At 68, though, she felt her timing was close enough.
“It’s time for new blood and I’ve really been feeling that,” said Patenaude adding that another conversation has been started about finding new space for the museum, a battle Patenaude fought hard for and lost. A battle she’s grown cynical with.
Patenaude’s fondest memories come with all the people she’s worked with over the years.
“I had 50 students that worked here over the years and so for many years so that they still contact me and they still send me pictures of their children,” said Patenaude.
“I feel like we give a lot of people good starts here,” she added.
One of her proudest moments was when Lisa Codd, a former student under Patenaude, became curator at Burnaby Village Museum.
Patenaude also feels pride when she thinks about the great strides at the museum making local history more accessible to the public.
“I’m just generally happy with the whole 27 years. I really don’t have any regrets. I’m sorry we didn’t get a bigger facility, but I know how it goes and that it’s very tough and that only a few people ever achieve that step,” said Patenaude.

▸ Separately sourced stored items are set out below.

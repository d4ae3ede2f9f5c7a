//! Offline health advisory keyed off AQI and UV thresholds.

use serde::{Deserialize, Serialize};

use crate::types::UNKNOWN_LOCATION;

const OFFLINE_SUFFIX: &str = " (Offline Mode)";

#[derive(Debug, Clone, PartialEq, Serialize, Deserialize)]
pub struct Advisory {
    /// Place the advice refers to, e.g. "Paris" or "this location"
    pub place: String,
    pub text: String,
    /// Source citations; empty for locally generated advice.
    #[serde(default)]
    pub sources: Vec<String>,
}

impl Advisory {
    /// Build the deterministic advisory for a place and its current readings.
    pub fn local(city: &str, aqi: f64, uv_index: f64) -> Self {
        Self {
            place: place_term(city).to_string(),
            text: local_advisory(aqi, uv_index),
            sources: Vec::new(),
        }
    }

    pub fn is_offline(&self) -> bool {
        self.text.ends_with(OFFLINE_SUFFIX)
    }
}

/// Wording used for the place in advice text.
pub fn place_term(city: &str) -> &str {
    let city = city.trim();
    if city.is_empty() || city == UNKNOWN_LOCATION {
        "this location"
    } else {
        city
    }
}

pub fn local_advisory(aqi: f64, uv_index: f64) -> String {
    let air = if aqi > 200.0 {
        "Emergency: Air is hazardous. Keep windows closed."
    } else if aqi > 150.0 {
        "Pollution is very high. Avoid outdoor activities."
    } else if aqi > 100.0 {
        "Air is unhealthy for sensitive groups. Limit exertion."
    } else if aqi > 50.0 {
        "Air quality is moderate."
    } else {
        "Air quality is excellent."
    };

    let uv = if uv_index > 10.0 {
        Some("UV is extreme. Skin damage occurs in minutes.")
    } else if uv_index > 7.0 {
        Some("UV is very high. Extra protection required.")
    } else if uv_index > 5.0 {
        Some("UV is high. Wear sunscreen.")
    } else {
        None
    };

    let mut text = match uv {
        Some(uv) => format!("{} {}", air, uv),
        None => air.to_string(),
    };
    text.push_str(OFFLINE_SUFFIX);
    text
}
/// Where the dashboard is looking.
///
/// An empty `city_name` means the name still has to be resolved by reverse
/// geocoding; [`UNKNOWN_LOCATION`] means resolution was attempted and failed.
#[derive(Debug, Clone, PartialEq, Serialize, Deserialize)]
pub struct Location {
    pub latitude: f64,
    pub longitude: f64,
    pub city_name: String,
    pub display_name: Option<String>,
}

impl Location {
    pub fn new(latitude: f64, longitude: f64, city_name: impl Into<String>) -> Self {
        Self {
            latitude,
            longitude,
            city_name: city_name.into(),
            display_name: None,
        }
    }

    /// A coordinate whose place name has not been looked up yet.
    pub fn unresolved(latitude: f64, longitude: f64) -> Self {
        Self::new(latitude, longitude, "")
    }

    /// Whether a refresh should ask the reverse geocoder for a name.
    pub fn needs_resolution(&self) -> bool {
        self.city_name.is_empty() || self.city_name == UNKNOWN_LOCATION
    }

    pub fn same_coordinates(&self, other: &Location) -> bool {
        self.latitude == other.latitude && self.longitude == other.longitude
    }

    /// Copy of this location carrying a resolved place name.
    pub fn with_city(&self, city_name: impl Into<String>) -> Self {
        Self {
            city_name: city_name.into(),
            ..self.clone()
        }
    }
}

/// A raw device location fix.
#[derive(Debug, Clone, Copy, PartialEq, Serialize, Deserialize)]
pub struct Position {
    pub latitude: f64,
    pub longitude: f64,
}

impl Position {
    pub fn new(latitude: f64, longitude: f64) -> Self {
        Self {
            latitude,
            longitude,
        }
    }
}

/// One entry of the hourly UV series
#[derive(Debug, Clone, PartialEq, Serialize, Deserialize)]
pub struct HourlyUv {
    pub time: NaiveDateTime,
    pub uv_index: f64,
}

Patenaude is set to retire on October 31 – Halloween.
“I’ve always liked Halloween. We made it easy to remember,” she said.
Her successor will be the current curator Shea Henry, who has been with the museum for the past three years. Henry will step into the position on November 1.

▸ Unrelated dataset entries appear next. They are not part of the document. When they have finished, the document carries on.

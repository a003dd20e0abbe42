// src/config.rs
use crate::errors::ServerError;
use chrono::Duration;
use std::net::SocketAddr;
use std::str::FromStr;

#[derive(Debug, Clone)]
pub struct AppConfig {
    /// SQLite file path (or `file:` URI).
    pub db_path: String,
    pub bind_addr: SocketAddr,
    pub max_workers: usize,
    /// How long an issued session token stays valid.
    pub session_ttl: Duration,
}

impl Default for AppConfig {
    fn default() -> Self {
        Self {
            db_path: "dealer_scans.sqlite3".to_string(),
            bind_addr: SocketAddr::from(([127, 0, 0, 1], 3000)),
            max_workers: 8,
            session_ttl: Duration::days(7),
        }
    }
}

impl AppConfig {
    /// Reads `.env` (if present) and then the process environment.
    pub fn from_env() -> Result<Self, ServerError> {
        dotenvy::dotenv().ok();
        Self::from_lookup(|key| std::env::var(key).ok())
    }

    /// Builds a config from any key lookup; unset keys keep their defaults.
    pub fn from_lookup<F>(lookup: F) -> Result<Self, ServerError>
    where
        F: Fn(&str) -> Option<String>,
    {
        let mut cfg = Self::default();

        if let Some(path) = lookup("DEALER_SCANS_DB").filter(|s| !s.trim().is_empty()) {
            cfg.db_path = path;
        }
        if let Some(addr) = parse_var(&lookup, "DEALER_SCANS_ADDR")? {
            cfg.bind_addr = addr;
        }
        if let Some(workers) = parse_var::<usize, _>(&lookup, "DEALER_SCANS_WORKERS")? {
            if workers == 0 {
                return Err(ServerError::Config(
                    "DEALER_SCANS_WORKERS must be at least 1".into(),
                ));
            }
            cfg.max_workers = workers;
        }
        if let Some(days) = parse_var::<i64, _>(&lookup, "DEALER_SCANS_SESSION_DAYS")? {
            if days <= 0 {
                return Err(ServerError::Config(
                    "DEALER_SCANS_SESSION_DAYS must be positive".into(),
                ));
            }
            cfg.session_ttl = Duration::days(days);
        }

        Ok(cfg)
    }
}

fn parse_var<T, F>(lookup: &F, key: &str) -> Result<Option<T>, ServerError>
where
    T: FromStr,
    T::Err: std::fmt::Display,
    F: Fn(&str) -> Option<String>,
{
    match lookup(key) {
        None => Ok(None),
        Some(raw) => raw
            .trim()
            .parse()
            .map(Some)
            .map_err(|e| ServerError::Config(format!("{key}={raw:?}: {e}"))),
    }
}
pub mod activity;
pub mod analytics;
pub mod history;
pub mod scan;

pub use activity::{filter_and_sort, ActivityQuery, SortBy};
pub use analytics::summarize;
pub use history::assignment_history;
pub use scan::{
    extract_consultant_id, ConsultantRef, ConsultantSummary, CustomerRef, CustomerSummary,
    InterestStatus, InterestedIn, ScanRecord,
};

“The main thing for me was to get somebody in place who would sort of take the ball and run with it. Sheila did that with me and there’s a good deal of time that needs to be spent transferring information across. it’s a very idiosyncratic job,” noted Patenaude, who spent the past year writing down procedures for Henry and training her in the administrative areas including where to find information and also who to ask.
Patenaude is now looking forward to some “unstructured time”. Although she will not be dropping all of the historical projects she is currently working on including a revision of the book Maple Ridge: A History of Settlement by Maple Ridge writer Sheila Nickols and the Canadian Federation of University Women published in 1972. A project she is working on with Whonnock historian Fred Braches.
She is also planning to do a lot more sewing.
The best memory Patenaude will hold onto from her time at the museum is the day an elderly man walked through the door with a potato rock.
“He was Ukrainian and probably about a Grade 2 or 3 education and somebody had told him that this brown rock he’d found was a fossilized potato. And he, of course, believed them,” explained Patenaude.
So, the man brought the item to the museum and handed it over to them with great excitement.
“It was clear that he believed it and was very excited to have something to give to the museum. So we wrote a number on it and made a big fuss about it and put it on display,” continued Patenaude.
From then on the man would return to museum with his great grandchildren to show them his fossilized potato.
“We still have it in the collection,” added Patenaude, noting that the museum is for the community.
“Because sometimes it’s just more important to respect somebody and their desire to be a contributor to the society than it is to be accurate.”